The investigation found that typing “Joe Biden is” in Google’s auto-complete resulted in “predicted language that was more innocuous than the other search engines. Similar differences were shown for other presidential candidates tested by the Journal,” the report said.

The following percentages indicate how many times each suggestion appeared during the Journal’s testing when typing in “Joe Biden is” in Google and DuckDuckGo.

Google:

• done100%
• how old100%
• from99%
• running for president79%
• he democrat78%
• he running for president76%
• toast71%
• a democrat70%

DuckDuckGo/Bing

• an idiot100%
• creepy100%
• from what state100%
• too old to run for president100%
• a moron94%
• a liar84%
• a joke78%
• done22%
• a creep22%

The Journal’s investigation also found:

• Google made algorithmic changes to its search results that favor big businesses over smaller ones, and in at least one case made changes on behalf of a major advertiser, eBay Inc., contrary to its public position that it never takes that type of action. The company also boosts some major websites, such as Amazon.com Inc. and Facebook Inc., according to people familiar with the matter.

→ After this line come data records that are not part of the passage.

use thiserror::Error;

/// Errors produced when constructing frame buffers from raw data.
#[derive(Debug, Error, PartialEq, Eq)]
pub enum FrameError {
    #[error("invalid frame buffer length (expected {expected} bytes, got {got})")]
    InvalidBufferLength { expected: usize, got: usize },

    #[error("invalid frame dimensions (width={width}, height={height})")]
    InvalidDimensions { width: usize, height: usize },
}

/// Single-channel 8-bit frame, row-major.
#[derive(Clone, Debug, PartialEq, Eq)]
pub struct GrayFrame {
    width: usize,
    height: usize,
    data: Vec<u8>,
}

impl GrayFrame {
    pub fn from_raw(width: usize, height: usize, data: Vec<u8>) -> Result<Self, FrameError> {
        check_dims(width, height)?;
        let expected = width * height;
        if data.len() != expected {
            return Err(FrameError::InvalidBufferLength {
                expected,
                got: data.len(),
            });
        }
        Ok(Self {
            width,
            height,
            data,
        })
    }

    pub fn filled(width: usize, height: usize, value: u8) -> Self {
        Self {
            width,
            height,
            data: vec![value; width * height],
        }
    }

    pub fn width(&self) -> usize {
        self.width
    }

    pub fn height(&self) -> usize {
        self.height
    }

    pub fn data(&self) -> &[u8] {
        &self.data
    }

    #[inline]
    pub fn at(&self, x: usize, y: usize) -> u8 {
        self.data[y * self.width + x]
    }

    #[inline]
    pub fn set(&mut self, x: usize, y: usize, value: u8) {
        self.data[y * self.width + x] = value;
    }

    /// Border-replicate sampling: coordinates outside the frame are clamped
    /// to the nearest edge pixel.
    #[inline]
    pub fn at_clamped(&self, x: i64, y: i64) -> u8 {
        let x = x.clamp(0, self.width as i64 - 1) as usize;
        let y = y.clamp(0, self.height as i64 - 1) as usize;
        self.at(x, y)
    }
}

/// Interleaved 8-bit RGB frame, row-major.
#[derive(Clone, Debug, PartialEq, Eq)]
pub struct RgbFrame {
    width: usize,
    height: usize,
    data: Vec<u8>, // len = 3 * w * h
}

impl RgbFrame {
    pub fn from_raw(width: usize, height: usize, data: Vec<u8>) -> Result<Self, FrameError> {
        check_dims(width, height)?;
        let expected = 3 * width * height;
        if data.len() != expected {
            return Err(FrameError::InvalidBufferLength {
                expected,
                got: data.len(),
            });
        }
        Ok(Self {
            width,
            height,
            data,
        })
    }

    pub fn filled(width: usize, height: usize, rgb: [u8; 3]) -> Self {
        let mut data = Vec::with_capacity(3 * width * height);
        for _ in 0..width * height {
            data.extend_from_slice(&rgb);
        }
        Self {
            width,
            height,
            data,
        }
    }

    pub fn width(&self) -> usize {
        self.width
    }

    pub fn height(&self) -> usize {
        self.height
    }

    pub fn data(&self) -> &[u8] {
        &self.data
    }

    pub fn into_raw(self) -> Vec<u8> {
        self.data
    }

    #[inline]
    pub fn pixel(&self, x: usize, y: usize) -> [u8; 3] {
        let i = 3 * (y * self.width + x);
        [self.data[i], self.data[i + 1], self.data[i + 2]]
    }

    #[inline]
    pub fn set_pixel(&mut self, x: usize, y: usize, rgb: [u8; 3]) {
        let i = 3 * (y * self.width + x);
        self.data[i..i + 3].copy_from_slice(&rgb);
    }
}

/// Frame-shaped binary grid; foreground pixels are candidate light pixels.
///
/// Stored as 0/255 bytes so masks can be dumped as gray images for
/// debugging.
#[derive(Clone, Debug, PartialEq, Eq)]
pub struct Mask {
    width: usize,
    height: usize,
    data: Vec<u8>,
}

pub const MASK_FG: u8 = 255;

impl Mask {
    pub fn new(width: usize, height: usize) -> Self {
        Self {
            width,
            height,
            data: vec![0; width * height],
        }
    }

    pub fn width(&self) -> usize {
        self.width
    }

    pub fn height(&self) -> usize {
        self.height
    }

    #[inline]
    pub fn is_foreground(&self, x: usize, y: usize) -> bool {
        self.data[y * self.width + x] != 0
    }

    #[inline]
    pub fn set_foreground(&mut self, x: usize, y: usize, fg: bool) {
        self.data[y * self.width + x] = if fg { MASK_FG } else { 0 };
    }

    pub fn foreground_count(&self) -> usize {
        self.data.iter().filter(|&&v| v != 0).count()
    }
}

fn check_dims(width: usize, height: usize) -> Result<(), FrameError> {
    if width == 0 || height == 0 {
        return Err(FrameError::InvalidDimensions { width, height });
    }
    Ok(())
}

• Google engineers regularly make behind-the-scenes adjustments to other information the company is increasingly layering on top of its basic search results. These features include auto-complete suggestions, boxes called “knowledge panels” and “featured snippets,” and news results, which aren’t subject to the same company policies limiting what engineers can remove or change.

• Despite publicly denying doing so, Google keeps blacklists to remove certain sites or prevent others from surfacing in certain types of results. These moves are separate from those that block sites as required by U.S. or foreign law, such as those featuring child abuse or with copyright infringement, and from changes designed to demote spam sites, which attempt to game the system to appear higher in results.

• In auto-complete, the feature that predicts search terms as the user types a query, Google’s engineers have created algorithms and blacklists to weed out more-incendiary suggestions for controversial subjects, such as abortion or immigration, in effect filtering out inflammatory results on high-profile topics.

• Google employees and executives, including co-founders Larry Page and Sergey Brin, have disagreed on how much to intervene on search results and to what extent. Employees can push for revisions in specific search results, including on topics such as vaccinations and autism.

• To evaluate its search results, Google employs thousands of low-paid contractors whose purpose the company says is to assess the quality of the algorithms’ rankings. Even so, contractors said Google gave feedback to these workers to convey what it considered to be the correct ranking of results, and they revised their assessments accordingly, according to contractors interviewed by the Journal. The contractors’ collective evaluations are then used to adjust algorithms.